The dog yipped and back away from the curtains.

“Oi, Fagin, what’s got your tail tangled?” A loud, cheerful voice rang out inside the house. “It’s only Beatrix. Hey, Grumpy!”

The door opened to reveal a thick-set figure with shaggy, yet somehow glorious coppery curls. Reggie gazed out from under a singel lock with a bright, hazel eye. “What are you doing here? Shouldn’t you still be sleeping your coffin, like Mona is?” 
“Hah, hah. Your sense of humour is every bit as tasteful as your curtains.” Beatrix eyed the innocuous white barriers of cloth which failed to hide anything, let alone hide anything. “If Mona is sleeping in her coffin, wake her up. I need to talk to her.”

“You’ll have to wait a moment, Your Grumpiness.” Reggie opened the door, grabbed an eager Fagin to stop him from lunging outside at Beatrix before stomping over to the staircase. The faint scene of sour of milk and dog drifted out the door. “Rise and shine, Moan! It’s your unlucky day! Your evil ex has come calling!”

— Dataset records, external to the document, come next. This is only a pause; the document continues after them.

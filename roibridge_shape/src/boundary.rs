// Copyright 2026 the Roibridge Authors
// SPDX-License-Identifier: Apache-2.0 OR MIT

//! Boundary inclusion semantics and their text encoding.
//!
//! Remote shapes have no notion of whether their edge belongs to the region,
//! so the boundary type travels as a marker inside the shape's free text:
//!
//! | Boundary | Marker |
//! |----------|--------|
//! | Closed | `ij-bt:[C]` |
//! | Open | `ij-bt:[O]` |
//! | Unspecified | `ij-bt:[U]` |
//!
//! Text without a marker decodes as [`BoundaryType::Closed`]. Merging a marker
//! into existing text never touches the surrounding text.

use alloc::borrow::ToOwned;
use alloc::format;
use alloc::string::String;

/// Whether boundary points belong to a region.
#[derive(Copy, Clone, Debug, PartialEq, Eq, Hash, Default)]
pub enum BoundaryType {
    /// Boundary points are inside.
    #[default]
    Closed,
    /// Boundary points are outside.
    Open,
    /// Boundary membership is undefined; predicates pick a convention.
    Unspecified,
}

impl BoundaryType {
    /// The marker for this boundary type.
    #[must_use]
    pub const fn marker(self) -> &'static str {
        match self {
            Self::Closed => CLOSED_MARKER,
            Self::Open => OPEN_MARKER,
            Self::Unspecified => UNSPECIFIED_MARKER,
        }
    }

    /// Closed and Open swap; Unspecified stays.
    #[must_use]
    pub const fn complement(self) -> Self {
        match self {
            Self::Closed => Self::Open,
            Self::Open => Self::Closed,
            Self::Unspecified => Self::Unspecified,
        }
    }

    /// Combines the boundary types of several operands.
    ///
    /// The result is the shared type when all operands agree and
    /// [`Unspecified`](Self::Unspecified) otherwise. No operands yields `Closed`.
    #[must_use]
    pub fn agreement(types: impl IntoIterator<Item = Self>) -> Self {
        let mut iter = types.into_iter();
        let Some(first) = iter.next() else {
            return Self::Closed;
        };
        if iter.all(|t| t == first) {
            first
        } else {
            Self::Unspecified
        }
    }
}

/// Common prefix of all markers.
pub const MARKER_PREFIX: &str = "ij-bt:[";
/// Marker for [`BoundaryType::Closed`].
pub const CLOSED_MARKER: &str = "ij-bt:[C]";
/// Marker for [`BoundaryType::Open`].
pub const OPEN_MARKER: &str = "ij-bt:[O]";
/// Marker for [`BoundaryType::Unspecified`].
pub const UNSPECIFIED_MARKER: &str = "ij-bt:[U]";

const MARKERS: [(&str, BoundaryType); 3] = [
    (CLOSED_MARKER, BoundaryType::Closed),
    (OPEN_MARKER, BoundaryType::Open),
    (UNSPECIFIED_MARKER, BoundaryType::Unspecified),
];

/// Returns the marker for `boundary`.
#[must_use]
pub const fn encode(boundary: BoundaryType) -> &'static str {
    boundary.marker()
}

/// Finds the first recognized marker in `text` as `(byte offset, type)`.
fn find_marker(text: &str) -> Option<(usize, BoundaryType)> {
    MARKERS
        .iter()
        .filter_map(|(m, bt)| text.find(m).map(|at| (at, *bt)))
        .min_by_key(|(at, _)| *at)
}

/// Decodes the marker in `text`, if any.
///
/// When several markers are present, the one appearing first wins.
#[must_use]
pub fn decode(text: &str) -> Option<BoundaryType> {
    find_marker(text).map(|(_, bt)| bt)
}

/// Decodes the marker in `text`, defaulting to [`BoundaryType::Closed`].
#[must_use]
pub fn boundary_type_of(text: &str) -> BoundaryType {
    decode(text).unwrap_or_default()
}

/// Stores `boundary` into `text`.
///
/// - Empty text becomes the bare marker.
/// - Text already containing the target marker is returned unchanged.
/// - An existing recognized marker is replaced in place.
/// - Otherwise the marker is appended after a single space.
///
/// The operation is idempotent.
#[must_use]
pub fn merge(text: &str, boundary: BoundaryType) -> String {
    let target = boundary.marker();
    if text.is_empty() {
        return target.to_owned();
    }
    if text.contains(target) {
        return text.to_owned();
    }
    if let Some((at, old)) = find_marker(text) {
        let end = at + old.marker().len();
        return format!("{}{}{}", &text[..at], target, &text[end..]);
    }
    format!("{text} {target}")
}

/// Ensures `text` carries some marker, appending the Closed one if not.
///
/// Used before saving server-authored shapes back, so that every persisted
/// shape states its boundary explicitly.
#[must_use]
pub fn ensure_marker(text: &str) -> String {
    if find_marker(text).is_some() {
        text.to_owned()
    } else {
        merge(text, BoundaryType::Closed)
    }
}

Beatrix winced at much at the cheer in Reggie’s voice as their words. “Can’t you just stick to one nickname?” She took a ginger step towards the threshold and the smell. She had no desire to go in. Hopefully no one would invite her. “You’ve already given me the title of Grumps. Since when am I an evil ex as well?”

“Oh, you’re Grumps to me. You’re the Evil Ex to Mona.” Reggie offered Mona an evil grin full of even white teeth, flashing against the rich bronze of their cheeks and lips. They released Fagin. 

Beatrix backed up in alarm, but the dog raced up the stairs in the direction of Mona’s room, tail wagging with way too much enthusiasm. 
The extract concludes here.